Heroin is a powerful opioid derived from the opium poppy. It is rapidly converted into morphine, which then binds to opioid receptors in the brain. This interaction slows brain activity, producing feelings of intense pleasure, relaxation, and drowsiness. The body exhibits several physical changes following ingestion, and the eyes are one of the most reliable indicators of recent opioid use.
The Defining Ocular Sign
The most recognizable sign of heroin ingestion is the constriction of the pupils, known medically as miosis. This reaction causes the pupils to shrink to a small, “pinpoint” size. Pinpoint pupils are a hallmark of opioid use and typically affect both eyes equally (bilateral).
This constriction is maintained even in dim lighting, where pupils normally dilate, and they may be less responsive to light changes. Following heroin use, the pupils can become as small as two millimeters or less.
Other changes can accompany miosis. The eyelids may appear heavy or droopy (ptosis), contributing to a drowsy appearance. The eyes may also appear bloodshot or red due to the drug’s impact on the circulatory system.
Biological Mechanism Behind Pupil Changes
Miosis results from how heroin interacts with the nervous system’s control over pupil size. Heroin and morphine are strong agonists for mu-opioid receptors throughout the central nervous system. Activating these receptors stimulates the parasympathetic nervous system, which governs “rest and digest” functions.
In the brainstem, this stimulation affects the Edinger-Westphal nucleus. Opioid binding increases the activity of this nucleus, which controls the parasympathetic output to the eye. This increased signaling causes the iris sphincter muscle to contract forcefully.
The sustained contraction of the iris muscle constricts the pupil. This mechanism makes miosis a reliable physical marker of opioid presence, and the effect is dose-dependent.

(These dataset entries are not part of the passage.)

//! BoardContext - I/O primitives for board storage
//!
//! The context provides access to the document store. No business logic
//! methods, just data access primitives. Commands do all the work.

use crate::error::{KanbanError, Result};
use crate::store::{BoardStore, FileBoardStore, MemoryBoardStore};
use crate::types::{Board, BoardId};
use std::path::PathBuf;
use std::sync::Arc;

/// Context passed to every command - provides access, not logic
#[derive(Clone)]
pub struct BoardContext {
    store: Arc<dyn BoardStore>,
}

impl BoardContext {
    /// Create a context over an explicitly constructed store
    pub fn new(store: Arc<dyn BoardStore>) -> Self {
        Self { store }
    }

    /// Context over a fresh in-memory store
    pub fn in_memory() -> Self {
        Self::new(Arc::new(MemoryBoardStore::new()))
    }

    /// Context over a file store rooted at `dir`, locking it for this process
    pub async fn open_dir(dir: impl Into<PathBuf>) -> Result<Self> {
        let store = FileBoardStore::open(dir).await?;
        Ok(Self::new(Arc::new(store)))
    }

    /// The underlying store
    pub fn store(&self) -> &Arc<dyn BoardStore> {
        &self.store
    }

    // =========================================================================
    // Board I/O
    // =========================================================================

    /// Read one board, failing with `BoardNotFound` if absent
    pub async fn read_board(&self, id: &BoardId) -> Result<Board> {
        self.store
            .get(id)
            .await?
            .ok_or_else(|| KanbanError::board_not_found(id))
    }

    /// Read every board
    pub async fn read_all_boards(&self) -> Result<Vec<Board>> {
        self.store.list().await
    }

    /// Persist a new board
    pub async fn create_board(&self, board: &Board) -> Result<()> {
        board.validate()?;
        self.store.insert(board).await
    }

    /// Persist an edited board over its existing document
    pub async fn write_board(&self, board: &Board) -> Result<()> {
        board.validate()?;
        if self.store.replace(board).await? {
            Ok(())
        } else {
            // Deleted between load and save
            Err(KanbanError::board_not_found(&board.id))
        }
    }

    /// Delete a board, failing with `BoardNotFound` if absent
    pub async fn delete_board(&self, id: &BoardId) -> Result<()> {
        if self.store.remove(id).await? {
            Ok(())
        } else {
            Err(KanbanError::board_not_found(id))
        }
    }

    /// Close the underlying store
    pub async fn close(&self) -> Result<()> {
        self.store.close().await
    }
}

Additional Physical Indicators
Heroin intoxication presents with several other physical indicators. A common sign is “nodding,” where the person alternates between being awake and suddenly falling into deep drowsiness. This cycle of repeated drooping and jerking awake occurs rapidly.
As a central nervous system depressant, heroin causes slow and shallow breathing, known as respiratory depression. This is the primary cause of death in overdose situations. The skin often appears flushed and warm, and many users experience intense itching.
Other signs include dry mouth and slurred speech due to the sedative effects. The body may also display a general lack of coordination and heaviness in the limbs.
Duration and Differential Considerations
The duration of heroin-induced miosis is related to the drug’s half-life and the amount consumed, often lasting several hours. The effects of a single dose typically last between three and five hours, and pupillary constriction usually persists throughout this period. The exact timeline is variable based on the drug’s potency and the individual’s tolerance level.
Pinpoint pupils alone are not definitive proof of heroin use, as other factors can cause miosis. These differential causes include:
- Certain prescription medications, such as high blood pressure drugs (e.g., clonidine).
- Specific eye drops used to treat glaucoma.
- Exposure to toxins like certain pesticides or nerve agents.
- Specific medical conditions, including a pontine hemorrhage or Horner’s syndrome.
In cases of severe heroin overdose leading to hypoxia, the pupils may paradoxically dilate. This is a critical sign of a life-threatening emergency.